• **Your goal**: Search the data for "info". Each line containing it is to be copied.
═════ Extracted records ═════
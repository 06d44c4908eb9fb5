//! Account persistence

use sea_orm::ActiveValue::Set;
use sea_orm::{ColumnTrait, EntityTrait, QueryFilter};
use tracing::info;

use migration::entities::account;

use super::SeaOrmStore;
use super::models::Account;
use super::retry;
use crate::errors::Result;

impl SeaOrmStore {
    /// Persist a new account. A duplicate email surfaces as `Conflict`.
    pub async fn insert_account(&self, new_account: &Account) -> Result<()> {
        let db = self.db();
        let active = account::ActiveModel {
            id: Set(new_account.id.clone()),
            name: Set(new_account.name.clone()),
            email: Set(new_account.email.clone()),
            password_hash: Set(new_account.password_hash.clone()),
            external_id: Set(new_account.external_id.clone()),
            avatar: Set(new_account.avatar.clone()),
            provider: Set(new_account.provider.as_ref().to_string()),
            created_at: Set(new_account.created_at),
            updated_at: Set(new_account.updated_at),
        };

        retry::with_retry(
            &format!("insert_account({})", new_account.email),
            self.retry_config(),
            || async { account::Entity::insert(active.clone()).exec(db).await },
        )
        .await?;

        info!("Account created: {}", new_account.email);
        Ok(())
    }

    pub async fn find_account_by_id(&self, id: &str) -> Result<Option<Account>> {
        let model = account::Entity::find_by_id(id).one(self.db()).await?;
        Ok(model.map(Account::from))
    }

    pub async fn find_account_by_email(&self, email: &str) -> Result<Option<Account>> {
        let model = account::Entity::find()
            .filter(account::Column::Email.eq(email))
            .one(self.db())
            .await?;
        Ok(model.map(Account::from))
    }

    pub async fn find_account_by_external_id(&self, external_id: &str) -> Result<Option<Account>> {
        let model = account::Entity::find()
            .filter(account::Column::ExternalId.eq(external_id))
            .one(self.db())
            .await?;
        Ok(model.map(Account::from))
    }

    /// Attach an external identity to an existing account.
    pub async fn attach_external_identity(
        &self,
        account_id: &str,
        external_id: &str,
        avatar: Option<String>,
    ) -> Result<()> {
        use sea_orm::sea_query::Expr;

        account::Entity::update_many()
            .col_expr(account::Column::ExternalId, Expr::value(Some(external_id)))
            .col_expr(account::Column::Avatar, Expr::value(avatar))
            .col_expr(account::Column::UpdatedAt, Expr::value(chrono::Utc::now()))
            .filter(account::Column::Id.eq(account_id))
            .exec(self.db())
            .await?;
        Ok(())
    }
}
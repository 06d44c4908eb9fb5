//! Click analytics
//!
//! Read-only aggregation over a link's visit stream. Owner-gated at the
//! call site through an explicit account id, never through ambient state.

use std::sync::Arc;

use serde::{Deserialize, Serialize};

use crate::errors::{Result, ServiceError};
use crate::storage::{DailyClicks, DeviceClicks, Link, SeaOrmStore};

/// Aggregate click summary for one link.
#[derive(Debug, Clone, Serialize, Deserialize)]
#[serde(rename_all = "camelCase")]
pub struct LinkSummary {
    pub total_clicks: u64,
    pub unique_clicks: u64,
    pub daily_clicks: Vec<DailyClicks>,
    pub device_breakdown: Vec<DeviceClicks>,
}

pub struct AnalyticsService {
    store: Arc<SeaOrmStore>,
}

impl AnalyticsService {
    pub fn new(store: Arc<SeaOrmStore>) -> Self {
        Self { store }
    }

    /// Compute the summary for a link id. Zero visits is a valid answer
    /// with empty breakdowns, not an error.
    pub async fn summarize(&self, link_id: &str) -> Result<LinkSummary> {
        let total_clicks = self.store.count_visits(link_id).await?;
        let unique_clicks = self.store.count_distinct_addresses(link_id).await?;
        let daily_clicks = self.store.daily_clicks(link_id).await?;
        let device_breakdown = self.store.device_clicks(link_id).await?;

        Ok(LinkSummary {
            total_clicks,
            unique_clicks,
            daily_clicks,
            device_breakdown,
        })
    }

    /// Fetch a link by alias and summarize it for its owner.
    ///
    /// `NotFound` for unknown aliases; `Forbidden` when the requester does
    /// not own the link (anonymous links have no owner and are never
    /// viewable here).
    pub async fn summarize_for_owner(
        &self,
        alias: &str,
        account_id: &str,
    ) -> Result<(Link, LinkSummary)> {
        let link = self
            .store
            .find_link_by_alias(alias)
            .await?
            .ok_or_else(|| ServiceError::not_found("Link not found"))?;

        if !link.is_owned_by(account_id) {
            return Err(ServiceError::forbidden(
                "You do not have permission to view analytics for this link",
            ));
        }

        let summary = self.summarize(&link.id).await?;
        Ok((link, summary))
    }
}
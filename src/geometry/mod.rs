//! Geometry

#![allow(dead_code)]

mod vector2;
mod vector3;

// Re-export
pub use vector2::*;
pub use vector3::*;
═════
• **Solution to the problem**:
use tracing::info;
        info!("Account created: {}", new_account.email);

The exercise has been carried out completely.